The buvette was too dark to see inside. The floor smelled musty--as did all the tables. A tree grew in it. She was waspish. She had not bathed in several days, and she made sure to tell this to all of us. The floss in the mouth. He never dried his hair after he got out of the shower. He would dry off his whole body, but not his hair. He would stand in front of me. Red up his face. He said I could borrow his bike. Dilatory. Time dilated. This is when I was not intelligent enough. I had a difficult time putting three sentences together. He could not write a paragraph. He did not have an easy style--something that could be called journalism. He wore leggings that had gold thread up their sides. His father had considered jumping off. His father made a list of what he wanted and then waited for it. His father walks with his toes pointed out. When his father was young, he had spent a lot of time waiting for his siblings. He would sit on the roots of trees and eat persimmons. His father ate salvage mushrooms and canned pineapple. The man ate rice and beans and told his wife that he didn't like the smell she left on the couch. He trimmed his eyebrows too short often. He would end up next to a small cage full of too many green birds.
It was not drama. It was pageantry. I heard a sneck, so I looked up. Saw him holding a homemade weapon to my neck. I was to put gas in the van while he palmed the weapon. I was part of a performance. I was to sit and read while my friend played drums hooked up to waving amplification. Many of the people in the audience laughed at me--and not because I was reading something that was meant to be funny. They laughed at my pretension. The pretense of it. She was not talented when it came to writing. She did not write much, and what she wrote was not cohesive in the least. She was not one to touch a hot bit of metal.
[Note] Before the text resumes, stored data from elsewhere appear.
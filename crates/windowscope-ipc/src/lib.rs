//! Typed engine<->viewer messages for windowscope.
//!
//! This crate defines the data shared between a capture engine and the
//! viewer that consumes its frames: geometry, frames, configuration,
//! control commands and events.

mod commands;
mod config;
mod events;
mod frame;
mod state;
mod types;

pub use commands::EngineCommand;
pub use config::{CaptureSettings, MonitorConfig, SettingsError};
pub use events::EngineEvent;
pub use frame::{Frame, BYTES_PER_PIXEL};
pub use state::{EngineState, EngineStatus};
pub use types::{CaptureMethod, FailureKind, Rect, WindowHandle, WindowInfo};

use crossbeam_channel::{Receiver, Sender};

/// Channel capacity for commands (viewer → engine).
pub const COMMAND_CHANNEL_CAPACITY: usize = 64;

/// Channel capacity for events (engine → viewer).
pub const EVENT_CHANNEL_CAPACITY: usize = 256;

/// Creates a bounded command channel.
pub fn command_channel() -> (Sender<EngineCommand>, Receiver<EngineCommand>) {
    crossbeam_channel::bounded(COMMAND_CHANNEL_CAPACITY)
}

/// Creates a bounded event channel.
pub fn event_channel() -> (Sender<EngineEvent>, Receiver<EngineEvent>) {
    crossbeam_channel::bounded(EVENT_CHANNEL_CAPACITY)
}
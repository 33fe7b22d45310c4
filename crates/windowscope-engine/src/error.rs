//! Error types for the engine.

use std::io;

use thiserror::Error;
use windowscope_capture::CaptureError;
use windowscope_ipc::SettingsError;

/// Errors that can occur while building or controlling an engine.
#[derive(Debug, Error)]
pub enum EngineError {
    /// Settings or monitor config rejected at construction.
    #[error("Invalid configuration: {0}")]
    InvalidConfig(#[from] SettingsError),

    /// A frame rate outside the configured bounds.
    #[error("Frame rate {fps} rejected: accepted range is {min}..={max}")]
    ConfigRejected { fps: u32, min: u32, max: u32 },

    /// A worker thread could not be started.
    #[error("Failed to spawn {name} thread: {source}")]
    ThreadSpawn {
        name: &'static str,
        #[source]
        source: io::Error,
    },

    /// Capture backend error.
    #[error(transparent)]
    Capture(#[from] CaptureError),
}
//! Commands sent from the viewer to the engine.

use serde::{Deserialize, Serialize};

/// Commands that the viewer can send to a capture engine.
#[derive(Debug, Clone, PartialEq, Eq, Serialize, Deserialize)]
pub enum EngineCommand {
    /// Begin periodic capture.
    Start,

    /// Stop capturing and cancel the schedule.
    Stop,

    /// Suspend the schedule, keeping counters and history.
    Pause,

    /// Resume a paused schedule at the current frame rate.
    Resume,

    /// Change the target frame rate. Out-of-range values are ignored.
    SetFps(u32),

    /// Request a status snapshot.
    GetStatus,

    /// Stop and leave the command loop.
    Shutdown,
}

impl EngineCommand {
    /// Parse a console line such as `pause` or `fps 15`.
    pub fn parse(line: &str) -> Option<Self> {
        let mut parts = line.split_whitespace();
        let command = match parts.next()?.to_ascii_lowercase().as_str() {
            "start" => Self::Start,
            "stop" => Self::Stop,
            "pause" => Self::Pause,
            "resume" => Self::Resume,
            "status" => Self::GetStatus,
            "quit" | "exit" | "shutdown" => Self::Shutdown,
            "fps" => Self::SetFps(parts.next()?.parse().ok()?),
            _ => return None,
        };

        if parts.next().is_some() {
            return None;
        }

        Some(command)
    }
}

#[cfg(test)]
mod tests {
    use super::*;

    #[test]
    fn test_parse_simple_commands() {
        assert_eq!(EngineCommand::parse("pause"), Some(EngineCommand::Pause));
        assert_eq!(EngineCommand::parse("  Resume "), Some(EngineCommand::Resume));
        assert_eq!(EngineCommand::parse("quit"), Some(EngineCommand::Shutdown));
        assert_eq!(EngineCommand::parse("status"), Some(EngineCommand::GetStatus));
    }

    #[test]
    fn test_parse_fps() {
        assert_eq!(EngineCommand::parse("fps 15"), Some(EngineCommand::SetFps(15)));
        assert_eq!(EngineCommand::parse("fps"), None);
        assert_eq!(EngineCommand::parse("fps fast"), None);
        assert_eq!(EngineCommand::parse("fps 15 20"), None);
    }

    #[test]
    fn test_parse_unknown() {
        assert_eq!(EngineCommand::parse(""), None);
        assert_eq!(EngineCommand::parse("record"), None);
    }
}
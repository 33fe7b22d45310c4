//! Common types used across engine messages.

use std::fmt;

use serde::{Deserialize, Serialize};

/// Opaque identifier for a target window.
///
/// On Windows this is the raw `HWND` value. The engine never caches
/// anything about the window beyond the handle itself.
#[derive(Debug, Clone, Copy, PartialEq, Eq, Hash, Serialize, Deserialize)]
#[serde(transparent)]
pub struct WindowHandle(pub isize);

impl WindowHandle {
    /// Raw platform value.
    pub fn raw(self) -> isize {
        self.0
    }
}

impl fmt::Display for WindowHandle {
    fn fmt(&self, f: &mut fmt::Formatter<'_>) -> fmt::Result {
        write!(f, "{:#x}", self.0)
    }
}

/// An axis-aligned rectangle in integer pixel coordinates.
#[derive(Debug, Clone, Copy, Default, PartialEq, Eq, Hash, Serialize, Deserialize)]
pub struct Rect {
    pub x: i32,
    pub y: i32,
    pub width: i32,
    pub height: i32,
}

impl Rect {
    /// Create a rectangle from origin and size.
    pub const fn new(x: i32, y: i32, width: i32, height: i32) -> Self {
        Self {
            x,
            y,
            width,
            height,
        }
    }

    /// Create a rectangle from edge coordinates, as returned by `GetWindowRect`.
    pub fn from_edges(left: i32, top: i32, right: i32, bottom: i32) -> Self {
        Self {
            x: left,
            y: top,
            width: right.saturating_sub(left),
            height: bottom.saturating_sub(top),
        }
    }

    /// Right edge (exclusive).
    pub fn right(&self) -> i32 {
        self.x.saturating_add(self.width)
    }

    /// Bottom edge (exclusive).
    pub fn bottom(&self) -> i32 {
        self.y.saturating_add(self.height)
    }

    /// A window that has collapsed to zero or negative size.
    pub fn is_degenerate(&self) -> bool {
        self.width <= 0 || self.height <= 0
    }
}

impl fmt::Display for Rect {
    fn fmt(&self, f: &mut fmt::Formatter<'_>) -> fmt::Result {
        write!(
            f,
            "({}, {}, {}x{})",
            self.x, self.y, self.width, self.height
        )
    }
}

/// A window offered for monitoring.
#[derive(Debug, Clone, Serialize, Deserialize)]
pub struct WindowInfo {
    /// Window handle.
    pub handle: WindowHandle,

    /// Window title.
    pub title: String,

    /// Window dimensions.
    pub width: u32,
    pub height: u32,
}

impl WindowInfo {
    /// Describe a window from its screen bounds. Inverted bounds read as zero.
    pub fn new(handle: WindowHandle, title: impl Into<String>, bounds: Rect) -> Self {
        Self {
            handle,
            title: title.into(),
            width: bounds.width.max(0) as u32,
            height: bounds.height.max(0) as u32,
        }
    }
}

/// Which capture strategy produced a frame.
#[derive(Debug, Clone, Copy, PartialEq, Eq, Hash, Serialize, Deserialize)]
pub enum CaptureMethod {
    /// Copy from the window's own device context.
    DirectCopy,

    /// Ask the compositor to render the window into an off-screen surface.
    CompositorPrint,
}

impl CaptureMethod {
    /// Stable tag shown in the viewer.
    pub fn as_str(self) -> &'static str {
        match self {
            Self::DirectCopy => "direct-copy",
            Self::CompositorPrint => "compositor-print",
        }
    }
}

impl fmt::Display for CaptureMethod {
    fn fmt(&self, f: &mut fmt::Formatter<'_>) -> fmt::Result {
        f.write_str(self.as_str())
    }
}

/// Classification of a persistent capture failure.
#[derive(Debug, Clone, Copy, PartialEq, Eq, Serialize, Deserialize)]
pub enum FailureKind {
    /// The target window is minimized and has no content to capture.
    TargetMinimized,

    /// Capture keeps failing for some other reason.
    RepeatedFailure,
}

impl FailureKind {
    /// User-facing diagnostic for this failure.
    pub fn message(self) -> &'static str {
        match self {
            Self::TargetMinimized => {
                "Target window is minimized and cannot be captured. Restore the window to resume."
            }
            Self::RepeatedFailure => "Capture failed repeatedly. Check the target window state.",
        }
    }
}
She heated up a knife on the electric coils of the stove. She heated it up and held it against her leg to leave a line of a mark. A roar. A rout. A rut. She was exceedingly snide as she ate dinner in the window. Just the other night, she had eaten with another person who had never driven a car into a river. Windows are down. She had an awful tattoo of a bird. She had an ounce of metal she kept in her pocket. The blind man was not aware of the tattoos he gave, but they were much sought after. Usually, the tattoo artist is the one who moves the metal pen. But this other tattoo artist refused to move the pen. He just held it, and it was up to his subjects to move under it. The people had to squirm themselves under him. He just held.
She passed me the snips because I wanted to cut something off. Essex, who could not say certain words because of injuries done to his mouth, asked aloud what kind of tree that was. The tree, which did not exist outside that one block of property near the defunct train, smelled to awful to stand under--even if you were desperate for shade. A little inane. A little insipid. I like most the writing he does after he has done something. I do not like what he writes when he just stews. He writes too thinly about the abstract. We found a can underneath the floor. I attached myself to the wall. We got the wrong bolts first and had to go back to the store. Before I died, I wanted to see a rib of mine outside my body. I wanted to have it until it yellowed. I wanted to scrape out some of my own yellow poppies and put them in my mouth since all I saw were wires. There were wires, sure, but what if I shot a flower into the sky with a rubberband. My mother had to put the rubberbands she got for our business under lock and key. My father put a nice bruise into my mother. Internal bleeding. The giving of a bizarre disease.